What is delocalization? The Creutz-Taube ion as Delphic Oracle

INOR 346

Noel S. Hush, hush_n@chem.usyd.edu.au, School of Molecular and Microbial Biosciences, The University of Sydney, Sydney, 2006, Australia
The year 2007 marks the thirty-eighth anniversary of the synthesis of the mixed-valence species (( bis- entanmmineRu)pyrazibe)5+ by Carol Creutz and Henry Taube, now famously known as the Creutz-Taube ion. One motivation of this work was to look for an absorption band 'intervalence band') in the near infra-red region predicted by Hush two years earlier for a symmetrical mixed-valence species, from the properties of which the rate of the corresponding thermal electron transfer process could be calculated in the limit of small electronic coupling between donor and acceptor moieties. Such an absoprtion band was indeed found in this region.
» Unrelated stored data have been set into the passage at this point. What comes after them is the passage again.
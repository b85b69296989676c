//! Edge case tests for liveness, mapping, panel binding and configuration


use parallax_photo::{
    camera::CameraMapping,
    config::Config,
    liveness::{LivenessMonitor, TrackingState},
    panel::Param,
    tracker::{PositionSample, ScriptedSensor},
};
use std::time::{Duration, Instant};
use test_helpers::{test_app, test_config};

#[test]
fn test_frozen_sensor_degrades_despite_redelivery() {
    let config = test_config(50);
    let frozen = PositionSample::new(0.4, 0.4, 0.4);
    // The sensor keeps re-delivering the exact same coordinates
    let sensor = ScriptedSensor::from_samples(&[frozen; 6]);
    let mut app = test_app(&config, Box::new(sensor));

    let start = Instant::now();
    for i in 0..6u64 {
        app.step(start + Duration::from_millis(i * 20), 0.016).unwrap();
    }

    assert_eq!(app.tracking_state(), TrackingState::Lost);
}

#[test]
fn test_random_distinct_samples_stay_active() {
    let config = test_config(100);
    let samples: Vec<PositionSample> = (0..20)
        .map(|_| PositionSample::new(rand::random::<f64>(), rand::random::<f64>(), rand::random::<f64>()))
        .collect();
    let mut app = test_app(&config, Box::new(ScriptedSensor::from_samples(&samples)));

    let start = Instant::now();
    for i in 0..20u64 {
        app.step(start + Duration::from_millis(i * 30), 0.016).unwrap();
        assert_eq!(app.tracking_state(), TrackingState::Active);
    }
}

#[test]
fn test_mapper_handles_extreme_values() {
    let mapping = CameraMapping::default();

    let extreme_samples = [
        PositionSample::new(f64::INFINITY, f64::NEG_INFINITY, 0.0),
        PositionSample::new(f64::NAN, f64::NAN, f64::NAN),
        PositionSample::new(f64::MAX, f64::MIN, 1e100),
        PositionSample::new(0.0, 0.0, 0.0),
    ];

    // The mapping is total; extreme inputs must not panic
    for sample in extreme_samples {
        let _ = mapping.target_for_sample(sample, 5.0);
    }
}

#[test]
fn test_monitor_tolerates_out_of_order_ticks() {
    let start = Instant::now();
    let mut monitor = LivenessMonitor::new(Duration::from_millis(50), start);

    monitor.observe_sample(PositionSample::new(1.0, 0.0, 0.0), start + Duration::from_millis(100));

    // A tick carrying an earlier timestamp than the last observation
    let state = monitor.tick(Some(PositionSample::new(1.0, 0.0, 0.0)), start + Duration::from_millis(40));
    assert_eq!(state, TrackingState::Active);
}

#[test]
fn test_panel_changes_feed_the_next_target() {
    let config = test_config(2000);
    let sensor = ScriptedSensor::from_samples(&[
        PositionSample::new(1.0, 1.0, 0.0),
        PositionSample::new(2.0, 1.0, 0.0),
    ]);
    let mut app = test_app(&config, Box::new(sensor));

    let start = Instant::now();
    app.step(start, 0.016).unwrap();
    assert_eq!(app.backend().last_frame().unwrap().displacement_scale, 5.0);

    // The tweak panel raises the displacement scale between frames
    let applied = Param::DisplacementScale.set(&mut app.scene_mut().material, 12.0);
    assert_eq!(applied, 12.0);

    app.step(start + Duration::from_millis(16), 0.016).unwrap();
    assert_eq!(app.backend().last_frame().unwrap().displacement_scale, 12.0);
}

#[test]
fn test_panel_clamps_out_of_range_requests() {
    let config = test_config(2000);
    let sensor = ScriptedSensor::from_samples(&[PositionSample::new(1.0, 1.0, 0.0)]);
    let mut app = test_app(&config, Box::new(sensor));

    assert_eq!(Param::DisplacementScale.set(&mut app.scene_mut().material, 99.0), 30.0);
    assert_eq!(Param::AmbientIntensity.set(&mut app.scene_mut().material, -1.0), 0.0);
    assert_eq!(Param::DisplacementBias.set(&mut app.scene_mut().material, 10.5), 10.0);
}

#[test]
fn test_config_yaml_round_trip() {
    let mut config = test_config(750);
    config.camera.gain_x = 0.3;
    config.material.displacement_bias = 1.5;

    let yaml = serde_yaml::to_string(&config).unwrap();
    let parsed: Config = serde_yaml::from_str(&yaml).unwrap();

    assert_eq!(parsed.liveness.quiet_period_ms, 750);
    assert!((parsed.camera.gain_x - 0.3).abs() < f64::EPSILON);
    assert!((parsed.material.displacement_bias - 1.5).abs() < f64::EPSILON);
    assert!(parsed.validate().is_ok());
}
In the subsequent years the question of the extent of delocaliztion between the ruthenium centers centering on the proprties of the Creutz-Taube ion has been the subject of much experimental and theoretical concern. This has continued to reveal major ambiguities in our understanding of the important concept of electron delocalization, particularly in solution and other condensed environments. This intriguimg history is briefly outlined, and the present account in the ongoing saga us summarised.